### PROBLEM TO SOLVE
When the line with "the usual envelope." is found, repeat it and all lines that follow it exactly, stopping at the end of the listing.

### RECORD EXTRACTS

== Segment start ==

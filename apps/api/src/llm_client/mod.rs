//! LLM Client: the single point of entry for all model calls in the screening service.
//!
//! ARCHITECTURAL RULE: No other module may call the completion API directly.
//! Pipeline steps depend on the `LanguageModel` trait; `LlmClient` is the HTTP implementation.
//!
//! One request per call, no retries. A failed call goes back to the pipeline, which
//! substitutes the step's fallback value.
use std::time::Duration;

use async_trait::async_trait;
use reqwest::{Client, StatusCode};
use serde::{Deserialize, Serialize};
use thiserror::Error;
use tracing::debug;

use crate::config::{Config, ConfigError};

pub mod prompts;
#[cfg(test)]
pub mod testing;

const MAX_TOKENS: u32 = 1024;

#[derive(Debug, Error)]
pub enum LlmError {
    #[error("HTTP error: {0}")]
    Http(#[from] reqwest::Error),

    #[error("API error (status {status}): {message}")]
    Api { status: u16, message: String },

    #[error("LLM returned empty content")]
    EmptyContent,
}

/// Text-generation boundary used by every pipeline step.
#[async_trait]
pub trait LanguageModel: Send + Sync {
    /// Sends one prompt and returns the raw completion text.
    async fn complete(&self, prompt: &str) -> Result<String, LlmError>;

    fn model_name(&self) -> &str;
}

#[derive(Debug, Serialize)]
struct ChatCompletionRequest<'a> {
    model: &'a str,
    max_tokens: u32,
    messages: Vec<ChatMessage<'a>>,
}

#[derive(Debug, Serialize)]
struct ChatMessage<'a> {
    role: &'a str,
    content: &'a str,
}

#[derive(Debug, Deserialize)]
pub struct ChatCompletionResponse {
    pub choices: Vec<Choice>,
    pub usage: Option<Usage>,
}

#[derive(Debug, Deserialize)]
pub struct Choice {
    pub message: AssistantMessage,
}

#[derive(Debug, Deserialize)]
pub struct AssistantMessage {
    pub content: Option<String>,
}

#[derive(Debug, Deserialize)]
pub struct Usage {
    pub prompt_tokens: u32,
    pub completion_tokens: u32,
}

impl ChatCompletionResponse {
    /// Extracts the text content of the first choice.
    pub fn text(&self) -> Option<&str> {
        self.choices
            .first()
            .and_then(|c| c.message.content.as_deref())
    }
}

#[derive(Debug, Deserialize)]
struct ApiErrorEnvelope {
    error: ApiErrorBody,
}

#[derive(Debug, Deserialize)]
struct ApiErrorBody {
    message: String,
}

/// HTTP client for an OpenAI-compatible chat-completions endpoint.
#[derive(Clone)]
pub struct LlmClient {
    client: Client,
    api_key: String,
    base_url: String,
    model: String,
}

impl LlmClient {
    pub fn new(
        api_key: String,
        base_url: String,
        model: String,
        timeout: Duration,
    ) -> Result<Self, LlmError> {
        Ok(Self {
            client: Client::builder().timeout(timeout).build()?,
            api_key,
            base_url,
            model,
        })
    }

    pub fn from_config(config: &Config) -> Result<Self, LlmError> {
        Self::new(
            config.openai_api_key.clone(),
            config.openai_base_url.clone(),
            config.openai_model.clone(),
            config.llm_timeout,
        )
    }

    /// Makes a raw call to the completion API, returning the full response object.
    pub async fn call(&self, prompt: &str) -> Result<ChatCompletionResponse, LlmError> {
        let request_body = ChatCompletionRequest {
            model: &self.model,
            max_tokens: MAX_TOKENS,
            messages: vec![ChatMessage {
                role: "user",
                content: prompt,
            }],
        };

        let response = self
            .client
            .post(format!("{}/chat/completions", self.base_url))
            .bearer_auth(&self.api_key)
            .json(&request_body)
            .send()
            .await?;

        let status = response.status();
        if !status.is_success() {
            let body = response.text().await.unwrap_or_default();
            return Err(LlmError::Api {
                status: status.as_u16(),
                message: api_error_message(body),
            });
        }

        let completion: ChatCompletionResponse = response.json().await?;

        if let Some(usage) = &completion.usage {
            debug!(
                "LLM call succeeded: prompt_tokens={}, completion_tokens={}",
                usage.prompt_tokens, usage.completion_tokens
            );
        }

        Ok(completion)
    }

    /// Confirms at startup that the endpoint is reachable and accepts the credential.
    pub async fn check_connectivity(&self) -> Result<(), ConfigError> {
        let response = self
            .client
            .get(format!("{}/models/{}", self.base_url, self.model))
            .bearer_auth(&self.api_key)
            .send()
            .await
            .map_err(|e| {
                ConfigError::ModelUnavailable(format!("{} is unreachable: {e}", self.base_url))
            })?;

        match response.status() {
            status if status.is_success() => Ok(()),
            StatusCode::UNAUTHORIZED | StatusCode::FORBIDDEN => Err(ConfigError::ModelUnavailable(
                "the API key was rejected; check OPENAI_API_KEY".to_string(),
            )),
            StatusCode::NOT_FOUND => Err(ConfigError::ModelUnavailable(format!(
                "model '{}' is not available; check OPENAI_MODEL",
                self.model
            ))),
            status => {
                let body = response.text().await.unwrap_or_default();
                Err(ConfigError::ModelUnavailable(format!(
                    "status {}: {}",
                    status.as_u16(),
                    api_error_message(body)
                )))
            }
        }
    }
}

#[async_trait]
impl LanguageModel for LlmClient {
    async fn complete(&self, prompt: &str) -> Result<String, LlmError> {
        let response = self.call(prompt).await?;
        response
            .text()
            .map(str::to_string)
            .ok_or(LlmError::EmptyContent)
    }

    fn model_name(&self) -> &str {
        &self.model
    }
}

/// Pulls the human-readable message out of an API error body, if it has the usual envelope.
fn api_error_message(body: String) -> String {
    serde_json::from_str::<ApiErrorEnvelope>(&body)
        .map(|e| e.error.message)
        .unwrap_or(body)
}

== Segment end ==

### YOUR RESPONSE
/// Pulls the human-readable message out of an API error body, if it has the usual envelope.
fn api_error_message(body: String) -> String {
    serde_json::from_str::<ApiErrorEnvelope>(&body)
        .map(|e| e.error.message)
        .unwrap_or(body)
}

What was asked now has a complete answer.